Tehran also demands that the Biden administration should guarantee that if Americans rejoin the agreement they will not withdraw from it again under any future US presidents. It’s something which is a difficult promise to make, and to keep.
“They will not be able to reach an easy agreement in a short time because both countries want more for less and it will not be reachable in a short time. As a result, most of the people are not expecting an actual result,” Karimkhan observes.
Bryza is also not “confident” that full compliance is going to happen after negotiations. But he also notes that other JCPOA signatories like the EU and the UK will push hard for full compliance of the deal.
He is not sure about the Russian and Chinese positions with regards to full compliance because both countries would love to see a diminishing US influence over Iran, which was enabled by Trump’s withdrawal from the nuclear deal.
But Bryza, a man who knows how to negotiate being a former diplomat, also describes the outcome of negotiations as “unpredictable” because of the changing environment of international politics. “How they are carried” is crucial to the outcome, he says.
“It’s possible that if the talks get going, that could be positive signs that come from one side or another. I personally think that there are ways the Biden administration could find to accommodate Iran’s demands that sanctions be lifted before the agreement comes back to place,” the former diplomat says.
However, Americans will not lift sanctions as long as Iranians do not enter a negotiation process. “That’s politically impossible in Washington.”
Does no deal mean war?
Biden and other top officials have already reiterated that a nuclear Iran will not be tolerated by Washington.
But does that mean war? It may be so, according to some recent remarks coming from top US officials like Brett McGurk and Ned Price.
“We are still hopeful that diplomacy can find a way. But if it cannot find a way, we are prepared to use other options,” said McGurk,the US National Security Council’s coordinator for the Middle East and North Africa, on the weekend during a Gulf meeting.
“There is no question, we are not going to allow Iran to get a nuclear weapon, period,” McGurk added. He also believes that “When it comes to military force to prevent a country from obtaining a nuclear weapon, that is a very achievable objective.”
Price, the State Department spokesman, also talked about the use of “other means”,appearing to echo McGurk’s tough talk, “if the Iranians through their actions or through their inactions demonstrate or suggest that they lack that good faith, that they lack that clarity of purpose.”
“Just an empty word, we have heard this for as long as I can remember. They, like every other part of this negotiation, are very much aware that neither the US nor its allies in the region can begin a military operation against Iran. These empty words are just playing in the game of those who are not looking for an actual agreement,” Karimkhan says.
“Iran was and will always be ready for defending itself against any kind of military engagement with anyone in or outside the region,” she adds.

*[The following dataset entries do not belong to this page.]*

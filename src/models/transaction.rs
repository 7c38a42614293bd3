use serde::{Deserialize, Serialize};
use strum::Display;
use uuid::Uuid;

use chrono::Utc;

/// Status of one broadcast attempt outcome. Mirrors the submitted tail of
/// the request lifecycle.
#[derive(Debug, Clone, Copy, Serialize, Deserialize, PartialEq, Eq, Display)]
#[serde(rename_all = "UPPERCASE")]
#[strum(serialize_all = "UPPERCASE")]
pub enum TransactionStatus {
    Submitted,
    Confirmed,
    Failed,
}

impl TransactionStatus {
    pub fn is_terminal(&self) -> bool {
        matches!(
            self,
            TransactionStatus::Confirmed | TransactionStatus::Failed
        )
    }
}

/// Durable audit-trail row for a broadcast attempt. Never deleted, only
/// updated; at most one live record per request.
#[derive(Debug, Clone, Serialize, Deserialize)]
pub struct TransactionRepoModel {
    pub request_id: String,
    /// Null until a broadcast reaches the ledger.
    pub tx_hash: Option<String>,
    pub status: TransactionStatus,
    pub submitted_at: String,
    pub confirmations: u64,
    pub block_height: Option<u64>,
    pub block_hash: Option<String>,
    pub failure_reason: Option<String>,
}

impl TransactionRepoModel {
    /// Fresh record for a broadcast that just reached the ledger.
    pub fn submitted(request_id: impl Into<String>, tx_hash: impl Into<String>) -> Self {
        Self {
            request_id: request_id.into(),
            tx_hash: Some(tx_hash.into()),
            status: TransactionStatus::Submitted,
            submitted_at: Utc::now().to_rfc3339(),
            confirmations: 0,
            block_height: None,
            block_hash: None,
            failure_reason: None,
        }
    }
}

/// Partial update applied to a transaction record. `None` fields are left
/// untouched.
#[derive(Debug, Clone, Default)]
pub struct TransactionUpdateRequest {
    pub status: Option<TransactionStatus>,
    pub confirmations: Option<u64>,
    pub block_height: Option<u64>,
    pub block_hash: Option<String>,
    pub failure_reason: Option<String>,
}

/// Kinds of events appended to the audit log.
#[derive(Debug, Clone, Copy, Serialize, Deserialize, PartialEq, Eq, Display)]
#[serde(rename_all = "snake_case")]
#[strum(serialize_all = "snake_case")]
pub enum AuditEventKind {
    SubmissionAttemptFailed,
    SubmissionSucceeded,
    SubmissionFailed,
    RequestExpired,
    TransactionConfirmed,
    TransactionFailed,
}

/// Append-only audit entry. Every submission attempt outcome and every
/// monitor terminal transition produces exactly one of these.
#[derive(Debug, Clone, Serialize, Deserialize)]
pub struct AuditEvent {
    pub id: String,
    pub kind: AuditEventKind,
    pub request_id: String,
    pub tx_hash: Option<String>,
    pub details: String,
    pub timestamp: String,
}

impl AuditEvent {
    pub fn new(
        kind: AuditEventKind,
        request_id: impl Into<String>,
        tx_hash: Option<String>,
        details: impl Into<String>,
    ) -> Self {
        Self {
            id: Uuid::new_v4().to_string(),
            kind,
            request_id: request_id.into(),
            tx_hash,
            details: details.into(),
            timestamp: Utc::now().to_rfc3339(),
        }
    }
}

#[cfg(test)]
mod tests {
    use super::*;

    #[test]
    fn test_submitted_record_defaults() {
        let tx = TransactionRepoModel::submitted("req-1", "deadbeef");
        assert_eq!(tx.status, TransactionStatus::Submitted);
        assert_eq!(tx.confirmations, 0);
        assert!(tx.block_height.is_none());
        assert!(tx.failure_reason.is_none());
    }

    #[test]
    fn test_terminal_statuses() {
        assert!(TransactionStatus::Confirmed.is_terminal());
        assert!(TransactionStatus::Failed.is_terminal());
        assert!(!TransactionStatus::Submitted.is_terminal());
    }
}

Bryza also finds that tough talk “unwise” and “vintage language out of the Trump administration that’s not going to work well in Tehran, particularly with this hardline government.”
The more Washington talks about the military option publicly, the more Tehran will respond with emotional responses to those talks, according to Bryza.
He advises his colleagues in Washington to conduct “diplomacy behind-the-scenes” which could start a partial compliance process, aiming to reach a full compliance step by step.